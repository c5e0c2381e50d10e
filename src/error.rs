//! Error types.
//!
//! Collaborator failures (LLM, dataset, literature sources, tools) each get their own enum so
//! callers can decide whether a failure is fatal for a step, a stage or
//! nothing at all. `PipelineError` is the taxonomy surfaced per step.

use thiserror::Error;

/// Failure talking to the reasoning collaborator.
#[derive(Debug, Error)]
pub enum LlmError {
    #[error("request timed out after {0}s")]
    Timeout(u64),

    #[error("cannot connect to model endpoint at {0}")]
    Connect(String),

    #[error("model API error {status}: {body}")]
    Status { status: u16, body: String },

    #[error("failed to send request: {0}")]
    Request(String),

    #[error("failed to decode model response: {0}")]
    Decode(String),

    #[error("model returned an empty response")]
    Empty,
}

/// Failure loading a dataset.
#[derive(Debug, Error)]
pub enum DatasetError {
    #[error("failed to read dataset {path}: {source}")]
    Io {
        path: String,
        #[source]
        source: std::io::Error,
    },

    #[error("dataset is {size_mb:.1} MB, larger than the {limit_mb} MB limit")]
    TooLarge { size_mb: f64, limit_mb: u64 },

    #[error("unsupported dataset format '{0}': only CSV files are supported")]
    UnsupportedFormat(String),

    #[error("invalid dataset format: {0}")]
    Unparsable(String),

    #[error("dataset is empty")]
    Empty,
}

/// Failure querying a literature source.
#[derive(Debug, Error)]
pub enum SourceError {
    #[error("{source_name} request failed: {message}")]
    Request {
        source_name: String,
        message: String,
    },

    #[error("{source_name} returned HTTP {status}")]
    Status { source_name: String, status: u16 },

    #[error("{source_name} returned an unexpected payload: {message}")]
    Decode {
        source_name: String,
        message: String,
    },
}

/// Failure inside a tool operation.
#[derive(Debug, Error)]
pub enum ToolError {
    #[error("column '{0}' not found in dataset")]
    MissingColumn(String),

    #[error("{0}")]
    InsufficientData(String),

    #[error("failed to write artifact {path}: {source}")]
    Io {
        path: String,
        #[source]
        source: std::io::Error,
    },

    #[error("failed to serialize artifact: {0}")]
    Serialize(#[from] serde_json::Error),
}

/// Failures the pipeline reports to the user.
///
/// Only `DatasetRequired` stops stages from running; the rest are recorded
/// on the step that raised them.
#[derive(Debug, Error)]
pub enum PipelineError {
    #[error("A dataset is required for this request. Please attach a CSV file and try again.")]
    DatasetRequired,

    #[error("Unknown tool: {0}")]
    UnknownTool(String),

    #[error("{0}")]
    ColumnResolution(String),

    #[error("Error executing {tool}: {source}")]
    ToolExecution {
        tool: String,
        #[source]
        source: ToolError,
    },
}

#[cfg(test)]
mod tests {
    use super::*;

    #[test]
    fn test_tool_execution_message_keeps_cause() {
        let err = PipelineError::ToolExecution {
            tool: "chi_square_test".to_string(),
            source: ToolError::MissingColumn("Age".to_string()),
        };
        assert_eq!(
            err.to_string(),
            "Error executing chi_square_test: column 'Age' not found in dataset"
        );
    }

    #[test]
    fn test_unknown_tool_message() {
        let err = PipelineError::UnknownTool("Python".to_string());
        assert_eq!(err.to_string(), "Unknown tool: Python");
    }
}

********************

WORK INSTRUCTIONS ->
Transcribe the listing above in full, so that every line matches exactly.

TASK RESULT ->
repository c5e0c2381e50d10e
filename src/error.rs
//! Error types.
//!
//! Collaborator failures (LLM, dataset, literature sources, tools) each get their own enum so
//! callers can decide whether a failure is fatal for a step, a stage or
//! nothing at all. `PipelineError` is the taxonomy surfaced per step.

use thiserror::Error;

/// Failure talking to the reasoning collaborator.
#[derive(Debug, Error)]
pub enum LlmError {
    #[error("request timed out after {0}s")]
    Timeout(u64),

    #[error("cannot connect to model endpoint at {0}")]
    Connect(String),

    #[error("model API error {status}: {body}")]
    Status { status: u16, body: String },

    #[error("failed to send request: {0}")]
    Request(String),

    #[error("failed to decode model response: {0}")]
    Decode(String),

    #[error("model returned an empty response")]
    Empty,
}

/// Failure loading a dataset.
#[derive(Debug, Error)]
pub enum DatasetError {
    #[error("failed to read dataset {path}: {source}")]
    Io {
        path: String,
        #[source]
        source: std::io::Error,
    },

    #[error("dataset is {size_mb:.1} MB, larger than the {limit_mb} MB limit")]
    TooLarge { size_mb: f64, limit_mb: u64 },

    #[error("unsupported dataset format '{0}': only CSV files are supported")]
    UnsupportedFormat(String),

    #[error("invalid dataset format: {0}")]
    Unparsable(String),

    #[error("dataset is empty")]
    Empty,
}

/// Failure querying a literature source.
#[derive(Debug, Error)]
pub enum SourceError {
    #[error("{source_name} request failed: {message}")]
    Request {
        source_name: String,
        message: String,
    },

    #[error("{source_name} returned HTTP {status}")]
    Status { source_name: String, status: u16 },

    #[error("{source_name} returned an unexpected payload: {message}")]
    Decode {
        source_name: String,
        message: String,
    },
}

/// Failure inside a tool operation.
#[derive(Debug, Error)]
pub enum ToolError {
    #[error("column '{0}' not found in dataset")]
    MissingColumn(String),

    #[error("{0}")]
    InsufficientData(String),

    #[error("failed to write artifact {path}: {source}")]
    Io {
        path: String,
        #[source]
        source: std::io::Error,
    },

    #[error("failed to serialize artifact: {0}")]
    Serialize(#[from] serde_json::Error),
}

/// Failures the pipeline reports to the user.
///
/// Only `DatasetRequired` stops stages from running; the rest are recorded
/// on the step that raised them.
#[derive(Debug, Error)]
pub enum PipelineError {
    #[error("A dataset is required for this request. Please attach a CSV file and try again.")]
    DatasetRequired,

    #[error("Unknown tool: {0}")]
    UnknownTool(String),

    #[error("{0}")]
    ColumnResolution(String),

    #[error("Error executing {tool}: {source}")]
    ToolExecution {
        tool: String,
        #[source]
        source: ToolError,
    },
}

#[cfg(test)]
mod tests {
    use super::*;

    #[test]
    fn test_tool_execution_message_keeps_cause() {
        let err = PipelineError::ToolExecution {
            tool: "chi_square_test".to_string(),
            source: ToolError::MissingColumn("Age".to_string()),
        };
        assert_eq!(
            err.to_string(),
            "Error executing chi_square_test: column 'Age' not found in dataset"
        );
    }

    #[test]
    fn test_unknown_tool_message() {
        let err = PipelineError::UnknownTool("Python".to_string());
        assert_eq!(err.to_string(), "Unknown tool: Python");
    }
}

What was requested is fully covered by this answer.